You Have to Be Fucking Kidding Me


Early last week, or maybe late week before last, my dad got a card from eMachines telling him that as part of a class action lawsuit, he could get a computer or computer accessories from them valued at up to $365 or he could get $62.50 in cash. He chose the computer option, and it arrived late last Friday. (It wasn’t supposed to show up until sometime in September, so we were a bit shocked.) Anyway, he was setting it up and he decided to give me the cords from his old computer so that I could use them on my desktop. This sounded really good to me, as I didn’t really like using his computer and my laptop is still out of commission.
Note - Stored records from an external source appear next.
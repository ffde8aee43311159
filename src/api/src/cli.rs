//! CLI commands for gridplay-api.
//!
//! Supports API server mode, offline prediction from a file, and reading
//! a race leaderboard straight from the battle store.

use clap::{Parser, Subcommand};
use std::path::PathBuf;

use crate::aggregator::{aggregate, validate_grid};
use crate::config::AppConfig;
use crate::model::load_oracle;
use crate::storage::BattleRepository;
use crate::types::{PostQualifyingRequest, PostQualifyingResponse};

#[derive(Parser)]
#[command(name = "gridplay-api")]
#[command(version, about = "GridPlay: race prediction API and CLI", long_about = None)]
pub struct Cli {
    #[command(subcommand)]
    pub command: Commands,
}

#[derive(Subcommand)]
pub enum Commands {
    /// Start the API server
    Serve {
        /// Host to bind to (overrides config)
        #[arg(short = 'H', long)]
        host: Option<String>,

        /// Port to bind to (overrides config)
        #[arg(short, long)]
        port: Option<u16>,
    },

    /// Compute win probabilities for a qualifying JSON file
    Predict {
        /// Path to a {"race_id", "qualifying_pos"} JSON file
        #[arg(value_name = "FILE")]
        input: PathBuf,

        /// Output format (json, table)
        #[arg(short, long, default_value = "json")]
        format: String,

        /// Model path override
        #[arg(short, long, conflicts_with = "no_model")]
        model: Option<PathBuf>,

        /// Ignore the pairwise model and use the grid-position heuristic
        #[arg(long)]
        no_model: bool,
    },

    /// Print the leaderboard for a race
    Leaderboard {
        /// Race identifier, e.g. 2023-01-bahrain
        race_id: String,

        /// Number of rows (defaults to the configured query limit)
        #[arg(short, long)]
        limit: Option<usize>,

        /// Database path override
        #[arg(long)]
        db: Option<PathBuf>,
    },
}

/// Run CLI prediction from file.
pub fn run_predict(
    input: PathBuf,
    format: String,
    model_path: Option<PathBuf>,
    no_model: bool,
) -> anyhow::Result<()> {
    let mut config = AppConfig::load()?;

    if let Some(path) = model_path {
        config.model.path = path.to_string_lossy().to_string();
    }
    if no_model {
        config.model.enabled = false;
    }

    let input_json = std::fs::read_to_string(&input)?;
    let req: PostQualifyingRequest = serde_json::from_str(&input_json)?;

    if let Err(msg) = validate_grid(&req.qualifying_pos) {
        anyhow::bail!("{} (got {} drivers)", msg, req.qualifying_pos.len());
    }

    let oracle = load_oracle(&config.model);
    eprintln!(
        "Processing race: {} ({} drivers, {})",
        req.race_id,
        req.qualifying_pos.len(),
        if oracle.is_some() { "pairwise model" } else { "grid heuristic" }
    );

    let win_probs = aggregate(&req.qualifying_pos, oracle.as_deref());
    let response = PostQualifyingResponse::new(req.race_id, win_probs);

    match format.as_str() {
        "json" => {
            println!("{}", serde_json::to_string_pretty(&response)?);
        }
        "table" => {
            print_table(&response);
        }
        _ => {
            eprintln!("Unknown format: {}. Using JSON.", format);
            println!("{}", serde_json::to_string_pretty(&response)?);
        }
    }

    Ok(())
}

/// Print prediction results in table format.
fn print_table(response: &PostQualifyingResponse) {
    println!("Race: {}", response.race_id);
    println!();

    println!("=== Win Probabilities ===");
    let mut sorted: Vec<_> = response.predictions.iter().collect();
    sorted.sort_by(|a, b| b.1.win_prob.total_cmp(&a.1.win_prob).then(a.0.cmp(b.0)));
    for (driver, prediction) in sorted {
        println!("  {:>6}: {:5.1}%", driver, prediction.win_prob * 100.0);
    }
}

/// Print a race leaderboard from the battle store.
pub fn run_leaderboard(
    race_id: String,
    limit: Option<usize>,
    db: Option<PathBuf>,
) -> anyhow::Result<()> {
    let config = AppConfig::load()?;
    let db_path = db.unwrap_or_else(|| PathBuf::from(&config.storage.db_path));
    let limit = limit.unwrap_or(config.leaderboard.query_limit);

    let repo = BattleRepository::new(&db_path)?;
    let rows = repo.get_leaderboard(&race_id, limit)?;
    let total = repo.get_battle_count(&race_id)?;

    println!("Leaderboard: {} ({} submissions)", race_id, total);
    println!();
    if rows.is_empty() {
        println!("  (no submissions)");
        return Ok(());
    }
    for (i, row) in rows.iter().enumerate() {
        println!(
            "  {:2}. {:<20} {:>5}  {}",
            i + 1,
            row.user_id,
            row.score,
            row.created_at.format("%Y-%m-%d %H:%M:%S")
        );
    }

    Ok(())
}

#[cfg(test)]
mod tests {
    use super::*;

    #[test]
    fn test_parse_serve_overrides() {
        let cli = Cli::try_parse_from(["gridplay-api", "serve", "-H", "127.0.0.1", "-p", "9000"])
            .unwrap();
        match cli.command {
            Commands::Serve { host, port } => {
                assert_eq!(host.as_deref(), Some("127.0.0.1"));
                assert_eq!(port, Some(9000));
            }
            _ => panic!("expected serve"),
        }
    }

    #[test]
    fn test_parse_serve_defaults_to_config() {
        let cli = Cli::try_parse_from(["gridplay-api", "serve"]).unwrap();
        match cli.command {
            Commands::Serve { host, port } => {
                assert!(host.is_none());
                assert!(port.is_none());
            }
            _ => panic!("expected serve"),
        }
    }

    #[test]
    fn test_model_and_no_model_conflict() {
        let result = Cli::try_parse_from([
            "gridplay-api",
            "predict",
            "grid.json",
            "--model",
            "m.json",
            "--no-model",
        ]);
        assert!(result.is_err());
    }

    #[test]
    fn test_parse_leaderboard() {
        let cli =
            Cli::try_parse_from(["gridplay-api", "leaderboard", "2023-01-bahrain", "-l", "5"])
                .unwrap();
        match cli.command {
            Commands::Leaderboard { race_id, limit, db } => {
                assert_eq!(race_id, "2023-01-bahrain");
                assert_eq!(limit, Some(5));
                assert!(db.is_none());
            }
            _ => panic!("expected leaderboard"),
        }
    }
}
So, while he was getting accustomed to a Windows 8 machine after having a Windows XP one for so long, I was cleaning up my old desktop and updating programs that were on it. (I mentioned on Twitter that it was still running things like Java 6 Update 3, which puts the last updates of that particular program at 2007.)

I finally got everything working right on Sunday afternoon, which was about the time that the computer decided to randomly reboot itself and gave me a 3 & 4 message, which for a Dell XPS 410 is a kiss of death. It’s supposed to mean that the system’s memory needs to be changed. Apparently, from what I’ve read, it generally means that the motherboard is dead or dying and that (because everything from it was made specifically for that particular model and that model was made obsolete within six months after I got it) it is expensive and almost impossible to get properly repaired. So I was left without a computer again.

Can I take a moment to say that if I ever have the money to buy a computer of my own again that it most definitely will not be a Dell? After the motherboard issues with my laptop and the motherboard issues with the desktop, I have very iffy feelings about their products now. I know that my computer was old, and old computers can go kaput, but I also know that if there are so many people complaining about a particular computer have a particular problem from as far back as 2006, then there is obviously something wrong with their product. And when two different computers have just about the same issue, it makes me wonder where they get the components for their computers and if there is any level of quality control going on at all.

Ugh. So now I’m back to working on my dad’s computer. His old one, not the new one. Of course, he offered to let me use the new one, but I really didn’t see the point in that. I have his old one hooked up to my monitor, mouse, and keyboard. It may be slow as Christmas, but it gets the work I need to do done.

Speaking of work, I’m actually working on the book I’ve wanted to write for several years. I work a little each day and try not to stress out on it. I want to write a book that I can one day get published so that I can finally get off disability and food stamps and all of those programs because: 1. I’m sick of living in poverty and 2.) I’m sick of being judged for living in poverty. If I’m going to be judged, at least let it be for the work I’ve done and not the prejudices people have.

Nana was sent home from the nursing home on Tuesday morning. Mom stayed with her Tuesday and Wednesday nights, which meant Dad and I were left to take care of Amy. She became clingy after she realized her mommy wasn’t coming home, so she’s following us everywhere. I feel like Mary and like she’s the little lamb. When Mom came home, Amy nearly knocked her down from excitement. She’s still clingy with all of us, and she now has the habit of having to go into the bathroom whenever any of us uses it–because she’s afraid of being left behind, I guess. I’ve got to figure out a way to restore her confidence. It breaks my heart that she seems to be worried about us leaving her.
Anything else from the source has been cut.